Records from a data collection
::::::::::
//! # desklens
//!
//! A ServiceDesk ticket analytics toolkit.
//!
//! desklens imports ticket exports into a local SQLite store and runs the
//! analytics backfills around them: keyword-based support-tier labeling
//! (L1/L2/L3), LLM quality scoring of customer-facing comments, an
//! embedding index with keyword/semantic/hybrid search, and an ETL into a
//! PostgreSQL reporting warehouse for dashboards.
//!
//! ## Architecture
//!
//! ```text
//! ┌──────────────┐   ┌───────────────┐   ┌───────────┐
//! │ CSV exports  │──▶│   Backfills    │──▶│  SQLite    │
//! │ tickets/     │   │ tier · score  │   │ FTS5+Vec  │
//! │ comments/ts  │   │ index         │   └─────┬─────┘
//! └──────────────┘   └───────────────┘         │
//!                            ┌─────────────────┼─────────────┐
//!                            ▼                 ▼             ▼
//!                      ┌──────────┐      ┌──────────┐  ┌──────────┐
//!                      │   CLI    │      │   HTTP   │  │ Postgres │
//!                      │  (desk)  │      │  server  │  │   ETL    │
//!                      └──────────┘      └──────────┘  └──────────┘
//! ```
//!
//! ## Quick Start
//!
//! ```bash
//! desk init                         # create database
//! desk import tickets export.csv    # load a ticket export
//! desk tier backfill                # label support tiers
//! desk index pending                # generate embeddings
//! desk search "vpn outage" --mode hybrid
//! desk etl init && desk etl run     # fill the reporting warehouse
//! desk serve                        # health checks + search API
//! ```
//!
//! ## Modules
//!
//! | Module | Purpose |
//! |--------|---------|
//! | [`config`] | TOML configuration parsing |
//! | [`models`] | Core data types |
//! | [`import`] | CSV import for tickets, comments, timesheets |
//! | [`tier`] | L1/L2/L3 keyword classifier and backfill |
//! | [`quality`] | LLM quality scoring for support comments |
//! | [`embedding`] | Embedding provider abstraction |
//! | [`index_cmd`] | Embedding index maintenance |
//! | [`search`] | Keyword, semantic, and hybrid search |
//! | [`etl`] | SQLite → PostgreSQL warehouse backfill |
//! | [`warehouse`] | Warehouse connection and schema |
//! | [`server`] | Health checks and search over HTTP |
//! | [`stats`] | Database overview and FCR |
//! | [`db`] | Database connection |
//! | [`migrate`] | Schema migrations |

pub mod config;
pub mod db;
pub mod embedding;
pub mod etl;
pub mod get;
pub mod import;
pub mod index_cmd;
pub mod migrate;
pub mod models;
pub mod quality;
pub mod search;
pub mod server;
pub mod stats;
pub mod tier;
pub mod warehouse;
::::::::::
The problem:
What you give back should be exactly the lines of the data above from the line with "ticket analytics toolkit." through the line with "an ETL into a", both of those included, and nothing more.

Response for this exercise:
//! A ServiceDesk ticket analytics toolkit.
//!
//! desklens imports ticket exports into a local SQLite store and runs the
//! analytics backfills around them: keyword-based support-tier labeling
//! (L1/L2/L3), LLM quality scoring of customer-facing comments, an
//! embedding index with keyword/semantic/hybrid search, and an ETL into a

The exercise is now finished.